Provided information: Begin
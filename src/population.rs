//! Ordered solution container for generational algorithms.
//!
//! [`Population`] owns its members and exposes the ranking operations of
//! [`crate::ranking`] directly, so a generational loop can merge parents and
//! offspring, then cut back to size with a single [`Population::truncate`].

use crate::dominance::DominanceComparator;
use crate::ranking::{self, NondominatedSortResult, Ranked};
use crate::solution::{Evaluated, Solution};
use std::ops::Index;

/// An ordered collection of evaluated solutions.
///
/// # Example
///
/// ```
/// use u_moea::dominance::ParetoDominance;
/// use u_moea::population::Population;
/// use u_moea::solution::Solution;
///
/// let mut pop: Population = [[1.0, 4.0], [2.0, 2.0], [4.0, 1.0], [3.0, 3.0]]
///     .into_iter()
///     .map(Solution::from_objectives)
///     .collect();
///
/// let survivors = pop.truncate(3, &ParetoDominance);
/// assert_eq!(pop.len(), 3);
/// assert!(survivors.iter().all(|r| r.rank == 0));
/// ```
#[derive(Debug, Clone, PartialEq)]
pub struct Population<S = Solution> {
    members: Vec<S>,
}

impl<S> Default for Population<S> {
    fn default() -> Self {
        Self {
            members: Vec::new(),
        }
    }
}

impl<S> Population<S> {
    /// Creates an empty population.
    pub fn new() -> Self {
        Self::default()
    }

    /// Creates an empty population with room for `capacity` members.
    pub fn with_capacity(capacity: usize) -> Self {
        Self {
            members: Vec::with_capacity(capacity),
        }
    }

    /// Appends a member.
    pub fn push(&mut self, solution: S) {
        self.members.push(solution);
    }

    /// Number of members.
    pub fn len(&self) -> usize {
        self.members.len()
    }

    /// Returns `true` if the population has no members.
    pub fn is_empty(&self) -> bool {
        self.members.is_empty()
    }

    /// Iterates over members in order.
    pub fn iter(&self) -> std::slice::Iter<'_, S> {
        self.members.iter()
    }

    /// Members as a slice.
    pub fn as_slice(&self) -> &[S] {
        &self.members
    }

    /// Consumes the population, returning its members.
    pub fn into_vec(self) -> Vec<S> {
        self.members
    }
}

impl<S: Evaluated + Sync> Population<S> {
    /// Fast non-dominated sort of the current members.
    ///
    /// # Panics
    ///
    /// Panics if members disagree on objective or constraint width.
    pub fn non_dominated_sort<C: DominanceComparator>(&self, comparator: &C) -> NondominatedSortResult {
        ranking::non_dominated_sort(&self.members, comparator)
    }

    /// Rank and crowding distance of every member, aligned with the
    /// population order.
    pub fn rank_and_crowd<C: DominanceComparator>(&self, comparator: &C) -> Vec<Ranked> {
        ranking::assign_rank_and_crowding(&self.members, comparator)
    }

    /// Keeps the best `k` members by rank, then crowding distance.
    ///
    /// Members are reordered into survivor order (see
    /// [`ranking::truncate`]) and the returned rows are re-indexed so that
    /// `rows[i].index == i` refers to the new position.
    pub fn truncate<C: DominanceComparator>(&mut self, k: usize, comparator: &C) -> Vec<Ranked> {
        let mut survivors = ranking::truncate(&self.members, k, comparator);

        let mut slots: Vec<Option<S>> = std::mem::take(&mut self.members)
            .into_iter()
            .map(Some)
            .collect();
        self.members = survivors
            .iter()
            .filter_map(|row| slots[row.index].take())
            .collect();

        for (position, row) in survivors.iter_mut().enumerate() {
            row.index = position;
        }
        survivors
    }
}

impl<S> Extend<S> for Population<S> {
    fn extend<I: IntoIterator<Item = S>>(&mut self, iter: I) {
        self.members.extend(iter);
    }
}

impl<S> FromIterator<S> for Population<S> {
    fn from_iter<I: IntoIterator<Item = S>>(iter: I) -> Self {
        Self {
            members: iter.into_iter().collect(),
        }
    }
}

impl<S> From<Vec<S>> for Population<S> {
    fn from(members: Vec<S>) -> Self {
        Self { members }
    }
}

impl<S> IntoIterator for Population<S> {
    type Item = S;
    type IntoIter = std::vec::IntoIter<S>;

    fn into_iter(self) -> Self::IntoIter {
        self.members.into_iter()
    }
}

impl<'a, S> IntoIterator for &'a Population<S> {
    type Item = &'a S;
    type IntoIter = std::slice::Iter<'a, S>;

    fn into_iter(self) -> Self::IntoIter {
        self.members.iter()
    }
}

impl<S> Index<usize> for Population<S> {
    type Output = S;

    fn index(&self, index: usize) -> &S {
        &self.members[index]
    }
}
Provided information: End
Find the line that contains "type Output = S;". Restate it and all lines after it exactly, ending with the final line of the data.

    type Output = S;

    fn index(&self, index: usize) -> &S {
        &self.members[index]
    }
}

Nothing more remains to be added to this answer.